Stored items:
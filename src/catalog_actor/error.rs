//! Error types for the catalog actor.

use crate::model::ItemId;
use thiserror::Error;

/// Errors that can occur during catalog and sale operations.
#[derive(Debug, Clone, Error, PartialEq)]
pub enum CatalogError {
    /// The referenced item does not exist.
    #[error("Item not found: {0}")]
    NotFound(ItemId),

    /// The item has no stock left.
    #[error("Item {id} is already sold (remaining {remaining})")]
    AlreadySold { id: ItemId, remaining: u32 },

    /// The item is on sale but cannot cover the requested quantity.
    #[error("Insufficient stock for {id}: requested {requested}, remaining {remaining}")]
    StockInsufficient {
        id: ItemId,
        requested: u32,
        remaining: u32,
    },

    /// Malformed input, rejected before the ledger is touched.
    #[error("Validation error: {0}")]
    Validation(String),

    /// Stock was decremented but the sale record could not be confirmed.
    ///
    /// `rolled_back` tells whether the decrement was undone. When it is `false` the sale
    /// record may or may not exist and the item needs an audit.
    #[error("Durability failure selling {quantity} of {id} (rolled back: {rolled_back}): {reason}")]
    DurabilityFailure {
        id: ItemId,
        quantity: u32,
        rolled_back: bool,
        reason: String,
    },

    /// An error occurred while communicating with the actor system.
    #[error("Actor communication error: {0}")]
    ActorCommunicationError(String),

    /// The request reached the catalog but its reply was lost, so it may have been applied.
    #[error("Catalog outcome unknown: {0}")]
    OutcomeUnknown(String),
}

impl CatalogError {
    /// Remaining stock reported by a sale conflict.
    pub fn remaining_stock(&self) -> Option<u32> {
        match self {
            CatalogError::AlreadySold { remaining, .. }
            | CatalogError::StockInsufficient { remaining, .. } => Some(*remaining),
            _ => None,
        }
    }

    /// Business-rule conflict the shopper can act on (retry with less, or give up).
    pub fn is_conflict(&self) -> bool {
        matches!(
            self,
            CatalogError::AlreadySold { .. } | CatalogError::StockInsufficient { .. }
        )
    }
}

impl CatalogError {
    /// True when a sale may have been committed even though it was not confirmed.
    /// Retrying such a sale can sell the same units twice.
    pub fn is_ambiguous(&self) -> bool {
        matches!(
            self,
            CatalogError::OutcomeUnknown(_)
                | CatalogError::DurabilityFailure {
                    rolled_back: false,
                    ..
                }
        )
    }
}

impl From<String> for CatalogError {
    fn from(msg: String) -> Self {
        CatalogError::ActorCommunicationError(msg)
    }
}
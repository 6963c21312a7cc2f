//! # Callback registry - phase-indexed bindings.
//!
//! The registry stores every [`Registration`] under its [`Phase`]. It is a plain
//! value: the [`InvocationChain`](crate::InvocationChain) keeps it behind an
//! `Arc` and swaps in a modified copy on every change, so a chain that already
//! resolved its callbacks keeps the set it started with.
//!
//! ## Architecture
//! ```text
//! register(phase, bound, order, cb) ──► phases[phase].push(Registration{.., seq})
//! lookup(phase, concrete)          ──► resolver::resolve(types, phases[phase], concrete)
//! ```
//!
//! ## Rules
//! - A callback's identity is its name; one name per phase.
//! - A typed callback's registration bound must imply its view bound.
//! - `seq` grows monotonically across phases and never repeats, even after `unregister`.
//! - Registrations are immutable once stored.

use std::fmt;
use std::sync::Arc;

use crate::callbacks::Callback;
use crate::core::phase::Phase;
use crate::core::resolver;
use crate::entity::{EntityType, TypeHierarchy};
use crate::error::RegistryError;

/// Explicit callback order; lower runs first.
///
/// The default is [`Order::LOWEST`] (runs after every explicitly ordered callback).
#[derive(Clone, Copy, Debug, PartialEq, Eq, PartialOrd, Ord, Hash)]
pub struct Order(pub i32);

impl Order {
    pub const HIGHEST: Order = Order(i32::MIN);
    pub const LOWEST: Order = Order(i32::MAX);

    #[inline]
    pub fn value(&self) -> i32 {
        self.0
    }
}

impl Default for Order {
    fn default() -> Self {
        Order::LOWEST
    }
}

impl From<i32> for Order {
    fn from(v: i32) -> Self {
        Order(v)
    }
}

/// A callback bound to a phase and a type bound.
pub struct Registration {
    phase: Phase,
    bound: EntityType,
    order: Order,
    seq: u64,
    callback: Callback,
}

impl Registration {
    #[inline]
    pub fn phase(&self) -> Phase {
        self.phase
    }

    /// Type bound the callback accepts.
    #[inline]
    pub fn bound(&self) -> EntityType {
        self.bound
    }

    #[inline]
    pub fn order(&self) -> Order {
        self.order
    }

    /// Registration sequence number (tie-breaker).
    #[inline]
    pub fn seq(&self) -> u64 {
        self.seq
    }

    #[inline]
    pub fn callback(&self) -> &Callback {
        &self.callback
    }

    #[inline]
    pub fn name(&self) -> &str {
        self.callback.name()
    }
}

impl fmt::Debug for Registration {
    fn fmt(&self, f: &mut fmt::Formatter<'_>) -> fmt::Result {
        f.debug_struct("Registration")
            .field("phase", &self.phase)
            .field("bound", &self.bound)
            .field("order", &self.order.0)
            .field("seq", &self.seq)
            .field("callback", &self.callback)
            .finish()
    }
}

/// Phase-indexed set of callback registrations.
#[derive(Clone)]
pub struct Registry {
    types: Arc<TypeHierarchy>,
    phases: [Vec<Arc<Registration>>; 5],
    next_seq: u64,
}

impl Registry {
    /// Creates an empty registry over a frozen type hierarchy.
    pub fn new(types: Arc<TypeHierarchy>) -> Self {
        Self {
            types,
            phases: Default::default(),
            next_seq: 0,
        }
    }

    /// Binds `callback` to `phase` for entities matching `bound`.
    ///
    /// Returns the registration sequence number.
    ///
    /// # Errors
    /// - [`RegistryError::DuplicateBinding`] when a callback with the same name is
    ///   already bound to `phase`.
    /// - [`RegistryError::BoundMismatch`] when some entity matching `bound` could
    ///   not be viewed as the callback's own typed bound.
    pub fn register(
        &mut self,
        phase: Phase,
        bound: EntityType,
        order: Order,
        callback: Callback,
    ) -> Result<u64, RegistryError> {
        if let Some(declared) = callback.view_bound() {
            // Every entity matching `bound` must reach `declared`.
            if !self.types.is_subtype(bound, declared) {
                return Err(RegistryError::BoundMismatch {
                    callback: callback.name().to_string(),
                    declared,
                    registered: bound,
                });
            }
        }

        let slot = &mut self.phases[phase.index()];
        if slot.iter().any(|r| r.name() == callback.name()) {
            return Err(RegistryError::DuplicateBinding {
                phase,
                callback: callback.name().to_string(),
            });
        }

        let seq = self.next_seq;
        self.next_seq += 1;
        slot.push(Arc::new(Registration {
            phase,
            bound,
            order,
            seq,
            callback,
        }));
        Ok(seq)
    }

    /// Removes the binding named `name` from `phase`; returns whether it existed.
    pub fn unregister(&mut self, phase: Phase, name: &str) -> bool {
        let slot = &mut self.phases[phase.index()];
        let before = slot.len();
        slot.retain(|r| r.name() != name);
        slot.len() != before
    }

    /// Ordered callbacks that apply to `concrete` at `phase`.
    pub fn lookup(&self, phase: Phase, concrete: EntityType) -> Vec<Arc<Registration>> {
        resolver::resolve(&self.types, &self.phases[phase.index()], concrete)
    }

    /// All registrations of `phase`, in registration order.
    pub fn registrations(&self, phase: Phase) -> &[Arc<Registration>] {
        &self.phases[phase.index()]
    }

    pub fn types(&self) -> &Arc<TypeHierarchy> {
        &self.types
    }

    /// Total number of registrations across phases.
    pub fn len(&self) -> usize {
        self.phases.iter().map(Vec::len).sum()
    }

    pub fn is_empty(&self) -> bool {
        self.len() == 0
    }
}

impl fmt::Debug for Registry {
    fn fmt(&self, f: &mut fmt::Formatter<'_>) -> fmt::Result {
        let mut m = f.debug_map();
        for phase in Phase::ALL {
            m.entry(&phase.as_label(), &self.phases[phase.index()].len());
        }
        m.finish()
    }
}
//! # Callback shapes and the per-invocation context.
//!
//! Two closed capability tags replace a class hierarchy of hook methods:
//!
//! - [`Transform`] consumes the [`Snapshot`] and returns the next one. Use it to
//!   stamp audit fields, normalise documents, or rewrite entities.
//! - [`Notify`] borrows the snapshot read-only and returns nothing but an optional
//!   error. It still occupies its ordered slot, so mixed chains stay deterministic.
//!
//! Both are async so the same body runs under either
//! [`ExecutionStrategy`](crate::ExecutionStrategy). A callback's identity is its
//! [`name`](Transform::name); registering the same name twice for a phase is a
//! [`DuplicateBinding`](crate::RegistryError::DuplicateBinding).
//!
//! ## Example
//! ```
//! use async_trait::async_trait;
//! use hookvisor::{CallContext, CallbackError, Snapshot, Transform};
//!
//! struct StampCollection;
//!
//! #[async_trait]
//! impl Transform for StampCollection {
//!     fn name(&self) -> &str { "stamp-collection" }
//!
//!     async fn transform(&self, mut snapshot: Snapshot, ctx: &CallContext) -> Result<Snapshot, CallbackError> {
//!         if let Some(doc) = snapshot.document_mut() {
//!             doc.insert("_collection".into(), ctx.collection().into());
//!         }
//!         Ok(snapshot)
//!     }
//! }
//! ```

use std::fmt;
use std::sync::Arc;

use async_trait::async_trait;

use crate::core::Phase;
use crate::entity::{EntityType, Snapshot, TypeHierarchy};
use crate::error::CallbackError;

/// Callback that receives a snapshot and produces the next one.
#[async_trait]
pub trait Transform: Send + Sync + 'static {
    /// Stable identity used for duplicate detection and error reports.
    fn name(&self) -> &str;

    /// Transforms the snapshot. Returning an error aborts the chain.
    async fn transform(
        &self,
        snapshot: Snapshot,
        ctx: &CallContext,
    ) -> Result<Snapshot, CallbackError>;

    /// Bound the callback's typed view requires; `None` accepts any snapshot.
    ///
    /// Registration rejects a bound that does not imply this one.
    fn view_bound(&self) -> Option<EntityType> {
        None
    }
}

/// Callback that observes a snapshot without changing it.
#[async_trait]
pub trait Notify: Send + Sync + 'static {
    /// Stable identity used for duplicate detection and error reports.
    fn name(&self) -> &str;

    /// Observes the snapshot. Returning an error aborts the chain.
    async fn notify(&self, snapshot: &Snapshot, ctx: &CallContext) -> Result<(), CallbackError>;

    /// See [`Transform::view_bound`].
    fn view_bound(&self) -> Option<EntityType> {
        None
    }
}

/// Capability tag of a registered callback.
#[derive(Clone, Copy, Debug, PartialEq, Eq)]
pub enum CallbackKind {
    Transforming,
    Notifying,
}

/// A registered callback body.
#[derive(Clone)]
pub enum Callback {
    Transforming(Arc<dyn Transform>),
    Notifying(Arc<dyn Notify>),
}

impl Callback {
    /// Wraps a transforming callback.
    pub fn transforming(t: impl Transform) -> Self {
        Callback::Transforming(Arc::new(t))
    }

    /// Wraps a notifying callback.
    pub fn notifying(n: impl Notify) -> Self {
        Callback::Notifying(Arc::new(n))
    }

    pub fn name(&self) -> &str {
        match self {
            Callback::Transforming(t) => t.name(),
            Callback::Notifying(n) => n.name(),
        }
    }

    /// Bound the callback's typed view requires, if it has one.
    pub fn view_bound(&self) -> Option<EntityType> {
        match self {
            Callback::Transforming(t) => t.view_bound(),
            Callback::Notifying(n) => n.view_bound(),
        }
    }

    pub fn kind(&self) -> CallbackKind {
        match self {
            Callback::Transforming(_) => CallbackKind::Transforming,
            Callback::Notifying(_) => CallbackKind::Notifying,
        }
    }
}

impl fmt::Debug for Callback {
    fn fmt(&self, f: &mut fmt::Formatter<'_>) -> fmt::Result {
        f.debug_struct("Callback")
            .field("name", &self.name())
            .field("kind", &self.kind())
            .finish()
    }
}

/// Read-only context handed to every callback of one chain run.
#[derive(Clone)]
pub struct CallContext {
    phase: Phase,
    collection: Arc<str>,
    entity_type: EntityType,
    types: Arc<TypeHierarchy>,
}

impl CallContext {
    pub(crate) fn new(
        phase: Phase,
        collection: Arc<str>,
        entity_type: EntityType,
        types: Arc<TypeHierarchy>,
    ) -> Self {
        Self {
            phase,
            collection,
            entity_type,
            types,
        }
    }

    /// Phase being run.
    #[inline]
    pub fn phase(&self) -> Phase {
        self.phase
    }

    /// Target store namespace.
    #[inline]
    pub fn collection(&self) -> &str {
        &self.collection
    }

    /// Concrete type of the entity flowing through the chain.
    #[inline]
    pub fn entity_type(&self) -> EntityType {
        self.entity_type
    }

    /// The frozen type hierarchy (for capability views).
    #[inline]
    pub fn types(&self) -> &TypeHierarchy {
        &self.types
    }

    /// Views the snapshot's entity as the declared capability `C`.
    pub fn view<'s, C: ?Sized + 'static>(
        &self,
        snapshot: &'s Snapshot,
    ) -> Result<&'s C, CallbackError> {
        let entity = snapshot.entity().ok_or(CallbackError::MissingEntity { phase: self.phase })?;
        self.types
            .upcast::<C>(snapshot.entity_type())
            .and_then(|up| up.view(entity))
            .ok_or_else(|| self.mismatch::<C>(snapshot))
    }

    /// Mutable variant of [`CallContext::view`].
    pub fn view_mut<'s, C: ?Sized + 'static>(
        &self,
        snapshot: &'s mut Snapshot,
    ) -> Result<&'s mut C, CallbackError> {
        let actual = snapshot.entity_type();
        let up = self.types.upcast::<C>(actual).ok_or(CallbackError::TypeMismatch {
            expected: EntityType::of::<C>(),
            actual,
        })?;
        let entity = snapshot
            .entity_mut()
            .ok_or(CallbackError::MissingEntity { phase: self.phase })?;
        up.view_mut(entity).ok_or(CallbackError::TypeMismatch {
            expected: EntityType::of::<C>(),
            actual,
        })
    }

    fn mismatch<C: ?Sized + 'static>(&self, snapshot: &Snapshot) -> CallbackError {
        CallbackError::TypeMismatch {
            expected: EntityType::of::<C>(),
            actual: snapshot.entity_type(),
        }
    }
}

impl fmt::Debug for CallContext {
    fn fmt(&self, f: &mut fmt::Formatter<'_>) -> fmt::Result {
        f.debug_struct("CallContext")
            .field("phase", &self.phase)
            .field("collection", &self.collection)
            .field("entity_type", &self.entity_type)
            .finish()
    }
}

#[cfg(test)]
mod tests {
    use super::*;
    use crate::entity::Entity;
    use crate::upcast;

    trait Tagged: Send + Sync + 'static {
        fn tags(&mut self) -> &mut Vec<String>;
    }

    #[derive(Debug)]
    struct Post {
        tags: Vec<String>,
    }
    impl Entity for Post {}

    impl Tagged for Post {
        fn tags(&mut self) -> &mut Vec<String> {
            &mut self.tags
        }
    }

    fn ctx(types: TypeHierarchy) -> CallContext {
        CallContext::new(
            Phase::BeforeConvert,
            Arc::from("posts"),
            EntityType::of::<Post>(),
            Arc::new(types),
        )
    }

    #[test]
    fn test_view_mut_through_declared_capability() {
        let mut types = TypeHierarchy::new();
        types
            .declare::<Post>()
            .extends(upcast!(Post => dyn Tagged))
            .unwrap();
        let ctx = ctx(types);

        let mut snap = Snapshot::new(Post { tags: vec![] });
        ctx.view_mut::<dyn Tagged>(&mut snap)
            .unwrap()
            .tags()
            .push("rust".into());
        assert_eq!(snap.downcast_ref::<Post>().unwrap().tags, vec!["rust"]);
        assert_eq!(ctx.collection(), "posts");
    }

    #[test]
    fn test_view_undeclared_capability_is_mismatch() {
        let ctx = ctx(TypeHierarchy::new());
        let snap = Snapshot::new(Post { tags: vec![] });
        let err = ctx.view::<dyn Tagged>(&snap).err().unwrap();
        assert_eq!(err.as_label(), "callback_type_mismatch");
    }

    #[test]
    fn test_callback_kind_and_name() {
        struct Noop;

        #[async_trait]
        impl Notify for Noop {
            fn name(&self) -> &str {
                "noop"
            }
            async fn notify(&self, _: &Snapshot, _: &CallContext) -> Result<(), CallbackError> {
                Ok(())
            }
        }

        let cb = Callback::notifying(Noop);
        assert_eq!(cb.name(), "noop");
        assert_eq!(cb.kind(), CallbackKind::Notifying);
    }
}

**Description of the task**
Beginning at the first line of the records, retype exactly every line up to and including the one with "ItemId, remaining: u32".

**Solution to the problem**
filename src/catalog_actor/error.rs
//! Error types for the catalog actor.

use crate::model::ItemId;
use thiserror::Error;

/// Errors that can occur during catalog and sale operations.
#[derive(Debug, Clone, Error, PartialEq)]
pub enum CatalogError {
    /// The referenced item does not exist.
    #[error("Item not found: {0}")]
    NotFound(ItemId),

    /// The item has no stock left.
    #[error("Item {id} is already sold (remaining {remaining})")]
    AlreadySold { id: ItemId, remaining: u32 },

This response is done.